Thursday, May 22, 2008

Comment on article about 'vm attacks' at www.eusecwest.com

I was reading the following story:

http://www.eusecwest.com/justin-ferguson-interpreter-vm-attacks.html

I'll keep my subjective opinion about the article to myself and will focus on the following:

I think that the use of the function 'sys._getframe()' mentioned in the article as a way to 'obtain a heap address' is 'misleading' .

Python gives away memory addresses all the time, there's no need to call a 'weird' function (sys._getframe() is not weird anyways):

(from http://shell.appspot.com/, but applicable to any python deployment):

>>> a = 'mythbusters'
>>> id(a)
6912173043421908880
>>> hex(id(a))
0xe81da54d11f45f88L'
>> sys._getframe()
frame object at 0xe81da54d1ff6afc8

both addresses are clearly in the same 'range', so I can infer they 'refer' to the same 'thing', if the 'thing' is the 'heap', then both methods 'leak' a heap address,
or more importantly, they 'leak' the same 'thing' :)


or

(on a windows machine)

>>> class a:
... def test(self):
... print 'hola'
...
>>> j = a()
>>> j
__main__.a instance at 0x004AF0F8
>>> sys._getframe()
frame object at 0x00475960

and finally (done at from http://shell.appspot.com/)

>>> import os
>>> os.uname()
('Linux', '', '', '', '')

If you think I'm wrong, please comment!

4 comments:

Anonymous said...

the point you missed was that python breaks if you disable sys._getframe(), whereas (AFAIK) disabling id() does no break the language. I specifically mentioned id() et al in my talk, that was just an example. Furthermore, pretty much all heap overflows corrupt frame objects, so its not just *any* address, but an address that points to your data quite likely.

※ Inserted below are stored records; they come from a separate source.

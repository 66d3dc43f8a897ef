//! 工具模块 - 通用工具函数和类型
//!
//! # 内容
//!
//! - [`AppError`] - 应用错误类型 (from shared::error)
//! - [`logger`] - 日志初始化
//! - [`validation`] - 请求参数校验

pub mod logger;
pub mod validation;

pub use shared::error::{ApiResponse, AppError, AppResult, ErrorCategory, ErrorCode};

Also, I don't think I called it weird, I believe I referred to it as being internal, which is exactly what its supposed to be.

Anonymous said...

also, figure out how to do this: id(a).func_code.co_code (this is actually incredibly important, ill let you figure out why)

hernan said...

Hi jf!,

Interesting points!, I tried downloading the python vm and removing sys._getframe() altogether and everything still works.

Here's what I did, please let me know if I did something wrong:

-Downloaded python from http://www.python.org/ftp/python/2.5.2/Python-2.5.2.tgz

-Changed function 'static PyObject *sys_getframe(PyObject *self, PyObject *args)'
located at './Python/sysmodule.c' to always return NULL.

-Recompiled, run python and tried the following:

Python 2.5.2 (r252:60911, May 23 2008, 13:14:40)
[GCC 4.1.3 20070929 (prerelease) (Ubuntu 4.1.2-16ubuntu2)] on linux2
Type "help", "copyright", "credits" or "license" for more information.
>>> import sys
>>> sys._getframe()
Traceback (most recent call last):
File "stdin", line 1, in module
SystemError: error return without exception set
>>>

Now, I always get an error when accessing sys._getframe().

-Then I tried out several python scripts and everything worked fine.
For example, http://docs.python.org/lib/socket-example.html.

This is a quick and dirty hack of course, but it doesn't seem to break the language, scripts still run without problems. You might find problems with certain scripts (specifically with those that use sys._getframe() directly of course), but you can still do a better job and changing what sys._getframe() returns (using facades, whatever, I don't know) and perhaps also eliminate those potential issues.

Did you experience different results?

Thanks so much for taking the time to comment!.

Anonymous said...

I guess I should rephrase, the _getframe() method is supposed to be internal, but there is no real scoping. It's used through a few modules in Lib/ which will of course break if you remove that functionality. After actually going through the source and seeing what would break, I stand mostly corrected in that it appears that nothing overly serious would break. I would be mindful of disabling it however just because future revisions might depend on it more.

It looks like it gets used mostly to obtain variables and such local to the frame.